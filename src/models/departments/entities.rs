use serde::{Deserialize, Serialize};
use ts_rs::TS;

// 部门实体
#[derive(Debug, Clone, Serialize, Deserialize, TS)]
#[ts(export, export_to = "../frontend/src/types/generated/department.ts")]
pub struct Department {
    pub id: i64,
    pub name: String,
    pub code: String,
    pub description: Option<String>,
    pub created_at: chrono::DateTime<chrono::Utc>,
    pub updated_at: chrono::DateTime<chrono::Utc>,
}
◇ ◇ ◇ ◇ ◇ ◇ ◇
WHAT IS NEEDED:
All of the data above needs to be set down again exactly. Include every line.

EXPECTED ANSWER:
filename src/models/departments/entities.rs
use serde::{Deserialize, Serialize};
use ts_rs::TS;

// 部门实体
#[derive(Debug, Clone, Serialize, Deserialize, TS)]
#[ts(export, export_to = "../frontend/src/types/generated/department.ts")]
pub struct Department {
    pub id: i64,
    pub name: String,
    pub code: String,
    pub description: Option<String>,
    pub created_at: chrono::DateTime<chrono::Utc>,
    pub updated_at: chrono::DateTime<chrono::Utc>,
}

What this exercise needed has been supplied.